With words, reach out. Don’t be afraid. Say their name.

3 Responses to “Say Her Name”

  1. grahamforeverinmyheart

    I find that people will happily reminisce about my parents…but mentioning my son seems taboo. There is unnatural and horrifying pain associated with losing a child, whereas losing a parent is to be expected at some point (my father died of a heart attack when I was 22…he was 53 which seemed young at the time). I wish I could make them more comfortable mentioning my son, but I don’t know how.

    • Robin, Camila's mom

      I know what you mean by that sense of “taboo.” One of the tactics I use is to mention Camila in conversation myself whenever it seems contextually appropriate or natural. I talk about her as I think about her, when she pops into my head. Sometimes I began by making a comparison: “Camila would do that too…” then elaborate briefly. Or I will make a counter reminiscence: “I remember one time when Camila….” In this way, I help them understand that I am thinking of Camila and that I am comfortable talking of her, as well. I keep my reflections brief – I don’t begin to dominate the conversation or subject. What almost always happens is that the other person will add to my comment. “Oh, yes,” they will say, “I remember when she….” And for a brief, wonderful moment, I’ll get to hear someone talk about my girl.

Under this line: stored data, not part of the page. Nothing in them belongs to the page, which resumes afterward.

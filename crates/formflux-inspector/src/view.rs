use formflux_core::schema::{FieldDefinition, FieldKind, FieldOption, FormSchema};
use formflux_core::state::{FieldStatus, FormState};
use serde::{Deserialize, Serialize};
use serde_json::Value;

/// Everything the host needs to paint one field.
///
/// The host reports edits back with `FormManager::set_value(view.name, ..)`.
#[derive(Debug, Clone, PartialEq, Serialize, Deserialize)]
#[serde(rename_all = "camelCase")]
pub struct FieldView {
    pub name: String,
    pub label: String,
    pub kind: FieldKind,
    pub value: Value,
    /// First error only; hosts show one message at a time.
    pub error: Option<String>,
    pub warnings: Vec<String>,
    pub disabled: bool,
    pub validating: bool,
    pub touched: bool,
    pub required: bool,
    pub placeholder: Option<String>,
    pub description: Option<String>,
    pub options: Vec<FieldOption>,
    pub status: FieldStatus,
}

impl FieldView {
    pub fn from_definition(def: &FieldDefinition, state: &FormState) -> Self {
        let name = def.name.as_str();
        Self {
            name: def.name.clone(),
            label: label_for(def),
            kind: def.kind,
            value: state.values.get(name).cloned().unwrap_or(Value::Null),
            error: state.first_error(name).map(str::to_string),
            warnings: state.warnings.get(name).cloned().unwrap_or_default(),
            disabled: state.is_disabled(name),
            validating: state.is_validating(name),
            touched: state.is_touched(name),
            required: def.required,
            placeholder: def.placeholder.clone(),
            description: def.description.clone(),
            options: def.options.clone(),
            status: state.status(name),
        }
    }
}

fn label_for(def: &FieldDefinition) -> String {
    if !def.label.trim().is_empty() {
        return def.label.clone();
    }
    capitalize(&def.name)
}

fn capitalize(s: &str) -> String {
    let mut c = s.chars();
    match c.next() {
        None => String::new(),
        Some(f) => f.to_uppercase().collect::<String>() + c.as_str(),
    }
}

/// Names of the visible fields, in document order.
pub fn visible_names(schema: &FormSchema, state: &FormState) -> Vec<String> {
    schema
        .fields()
        .filter(|(_, f)| state.is_visible(&f.name))
        .map(|(_, f)| f.name.clone())
        .collect()
}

      Talking about our children keeps them alive. I guess people just don’t understand that. But I really believe that it’s important that you and I and everyone who has lost a child get whatever we need to help us survive our loss – and I think we can sometimes choose to talk to people, to tell them what we feel. Ask them to please not hesitate to speak of our child. Helping others understand this will make it easier for the next bereft parent they meet.